*Assignment*.
Nothing but the lines from the one with "stage.report.anomaly_rate() * 100.0" through the final line of the listing should appear in the answer, each copied exactly.

*Material for this task*.

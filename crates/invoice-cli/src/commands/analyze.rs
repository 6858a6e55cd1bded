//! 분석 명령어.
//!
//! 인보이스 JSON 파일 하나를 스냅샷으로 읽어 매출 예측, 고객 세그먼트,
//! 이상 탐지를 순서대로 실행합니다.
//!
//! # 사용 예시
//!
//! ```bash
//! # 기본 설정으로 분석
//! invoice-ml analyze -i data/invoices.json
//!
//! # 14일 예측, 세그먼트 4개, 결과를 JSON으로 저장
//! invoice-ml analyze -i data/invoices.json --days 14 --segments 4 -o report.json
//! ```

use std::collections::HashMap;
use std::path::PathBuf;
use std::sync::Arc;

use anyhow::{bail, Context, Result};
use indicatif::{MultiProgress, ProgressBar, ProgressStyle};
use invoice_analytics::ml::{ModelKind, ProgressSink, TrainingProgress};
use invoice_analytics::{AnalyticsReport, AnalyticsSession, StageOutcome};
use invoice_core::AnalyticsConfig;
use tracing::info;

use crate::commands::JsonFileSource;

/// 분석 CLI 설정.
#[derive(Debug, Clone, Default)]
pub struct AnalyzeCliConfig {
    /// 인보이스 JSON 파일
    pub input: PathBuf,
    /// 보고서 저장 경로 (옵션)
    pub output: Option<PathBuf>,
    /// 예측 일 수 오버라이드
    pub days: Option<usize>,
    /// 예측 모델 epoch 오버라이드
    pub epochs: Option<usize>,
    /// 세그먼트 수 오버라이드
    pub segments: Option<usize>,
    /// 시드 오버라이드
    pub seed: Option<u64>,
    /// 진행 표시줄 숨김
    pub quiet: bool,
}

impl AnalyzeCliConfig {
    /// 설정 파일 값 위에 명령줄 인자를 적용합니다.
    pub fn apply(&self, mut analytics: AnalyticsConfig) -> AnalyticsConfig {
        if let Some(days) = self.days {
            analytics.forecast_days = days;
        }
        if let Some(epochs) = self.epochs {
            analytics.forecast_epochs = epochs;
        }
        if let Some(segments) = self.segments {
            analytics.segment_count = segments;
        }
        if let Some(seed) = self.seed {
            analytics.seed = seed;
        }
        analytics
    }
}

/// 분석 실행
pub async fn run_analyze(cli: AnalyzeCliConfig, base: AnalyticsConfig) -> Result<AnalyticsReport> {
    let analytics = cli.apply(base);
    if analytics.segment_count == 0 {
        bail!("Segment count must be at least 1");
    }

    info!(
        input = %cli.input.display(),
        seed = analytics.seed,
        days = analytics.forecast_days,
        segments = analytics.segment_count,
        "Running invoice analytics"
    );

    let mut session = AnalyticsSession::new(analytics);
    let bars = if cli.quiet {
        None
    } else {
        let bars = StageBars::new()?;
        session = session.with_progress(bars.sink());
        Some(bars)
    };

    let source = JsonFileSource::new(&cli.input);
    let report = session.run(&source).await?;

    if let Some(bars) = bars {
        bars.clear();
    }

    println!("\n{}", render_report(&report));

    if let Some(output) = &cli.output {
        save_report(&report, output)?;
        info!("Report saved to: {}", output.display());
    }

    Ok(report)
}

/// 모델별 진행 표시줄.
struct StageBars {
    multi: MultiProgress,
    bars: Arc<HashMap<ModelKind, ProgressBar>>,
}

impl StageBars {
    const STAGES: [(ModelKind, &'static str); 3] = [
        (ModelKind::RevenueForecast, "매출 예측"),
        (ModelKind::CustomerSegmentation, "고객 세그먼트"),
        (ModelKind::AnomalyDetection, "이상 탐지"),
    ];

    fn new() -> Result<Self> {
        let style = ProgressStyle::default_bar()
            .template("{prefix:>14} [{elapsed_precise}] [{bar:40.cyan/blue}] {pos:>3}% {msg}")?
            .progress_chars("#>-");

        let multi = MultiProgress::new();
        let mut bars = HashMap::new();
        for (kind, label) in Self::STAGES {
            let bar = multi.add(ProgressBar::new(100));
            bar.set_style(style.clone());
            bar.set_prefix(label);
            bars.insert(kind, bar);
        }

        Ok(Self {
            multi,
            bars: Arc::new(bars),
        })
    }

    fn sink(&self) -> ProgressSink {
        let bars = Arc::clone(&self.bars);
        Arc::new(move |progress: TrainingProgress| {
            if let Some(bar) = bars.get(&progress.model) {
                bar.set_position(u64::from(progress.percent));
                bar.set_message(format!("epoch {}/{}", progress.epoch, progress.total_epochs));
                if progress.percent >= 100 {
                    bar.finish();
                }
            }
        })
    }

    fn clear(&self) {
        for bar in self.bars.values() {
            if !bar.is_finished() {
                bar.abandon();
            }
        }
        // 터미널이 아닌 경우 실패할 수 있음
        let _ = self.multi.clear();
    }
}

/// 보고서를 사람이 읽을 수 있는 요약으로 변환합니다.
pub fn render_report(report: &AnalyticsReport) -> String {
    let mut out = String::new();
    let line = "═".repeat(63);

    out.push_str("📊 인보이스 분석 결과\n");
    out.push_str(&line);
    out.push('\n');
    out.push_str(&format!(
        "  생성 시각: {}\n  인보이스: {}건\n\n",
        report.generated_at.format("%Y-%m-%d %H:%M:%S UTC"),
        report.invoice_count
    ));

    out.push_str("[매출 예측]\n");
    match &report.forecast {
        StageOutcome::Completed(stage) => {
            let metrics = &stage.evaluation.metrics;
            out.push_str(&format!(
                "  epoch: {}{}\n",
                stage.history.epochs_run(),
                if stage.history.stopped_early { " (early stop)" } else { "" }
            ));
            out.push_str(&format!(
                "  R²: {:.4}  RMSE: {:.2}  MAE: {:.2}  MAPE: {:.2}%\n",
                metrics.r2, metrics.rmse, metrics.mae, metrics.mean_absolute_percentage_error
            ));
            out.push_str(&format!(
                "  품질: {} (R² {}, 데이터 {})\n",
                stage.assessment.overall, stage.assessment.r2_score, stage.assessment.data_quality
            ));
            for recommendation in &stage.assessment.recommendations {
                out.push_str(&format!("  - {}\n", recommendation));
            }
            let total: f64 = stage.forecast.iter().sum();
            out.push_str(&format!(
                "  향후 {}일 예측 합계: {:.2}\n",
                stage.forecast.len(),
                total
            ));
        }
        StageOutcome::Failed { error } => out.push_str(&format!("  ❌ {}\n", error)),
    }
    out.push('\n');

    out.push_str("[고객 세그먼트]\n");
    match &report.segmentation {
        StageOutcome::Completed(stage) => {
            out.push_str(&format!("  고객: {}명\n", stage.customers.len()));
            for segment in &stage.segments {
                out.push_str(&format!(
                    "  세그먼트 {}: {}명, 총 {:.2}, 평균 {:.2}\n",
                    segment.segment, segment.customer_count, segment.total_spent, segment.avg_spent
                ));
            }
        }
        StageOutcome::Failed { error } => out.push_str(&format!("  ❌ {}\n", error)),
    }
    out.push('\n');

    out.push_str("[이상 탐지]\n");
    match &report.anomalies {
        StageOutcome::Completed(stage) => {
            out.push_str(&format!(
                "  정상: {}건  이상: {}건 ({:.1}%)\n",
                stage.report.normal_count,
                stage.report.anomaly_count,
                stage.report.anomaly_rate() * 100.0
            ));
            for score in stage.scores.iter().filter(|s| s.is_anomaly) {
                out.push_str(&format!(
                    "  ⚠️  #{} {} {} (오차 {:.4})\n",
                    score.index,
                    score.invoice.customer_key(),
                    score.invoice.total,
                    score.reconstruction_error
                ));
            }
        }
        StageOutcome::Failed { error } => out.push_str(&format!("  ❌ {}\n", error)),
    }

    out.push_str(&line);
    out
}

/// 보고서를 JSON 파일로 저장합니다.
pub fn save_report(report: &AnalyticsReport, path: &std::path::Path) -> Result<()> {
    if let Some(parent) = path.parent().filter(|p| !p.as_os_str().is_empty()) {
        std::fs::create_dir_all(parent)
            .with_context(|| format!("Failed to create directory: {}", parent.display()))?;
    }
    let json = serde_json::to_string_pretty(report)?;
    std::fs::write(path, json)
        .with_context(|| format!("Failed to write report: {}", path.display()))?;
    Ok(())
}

*Solved problem*.
                stage.report.anomaly_rate() * 100.0
            ));
            for score in stage.scores.iter().filter(|s| s.is_anomaly) {
                out.push_str(&format!(
                    "  ⚠️  #{} {} {} (오차 {:.4})\n",
                    score.index,
                    score.invoice.customer_key(),
                    score.invoice.total,
                    score.reconstruction_error
                ));
            }
        }
        StageOutcome::Failed { error } => out.push_str(&format!("  ❌ {}\n", error)),
    }

    out.push_str(&line);
    out
}

/// 보고서를 JSON 파일로 저장합니다.
pub fn save_report(report: &AnalyticsReport, path: &std::path::Path) -> Result<()> {
    if let Some(parent) = path.parent().filter(|p| !p.as_os_str().is_empty()) {
        std::fs::create_dir_all(parent)
            .with_context(|| format!("Failed to create directory: {}", parent.display()))?;
    }
    let json = serde_json::to_string_pretty(report)?;
    std::fs::write(path, json)
        .with_context(|| format!("Failed to write report: {}", path.display()))?;
    Ok(())
}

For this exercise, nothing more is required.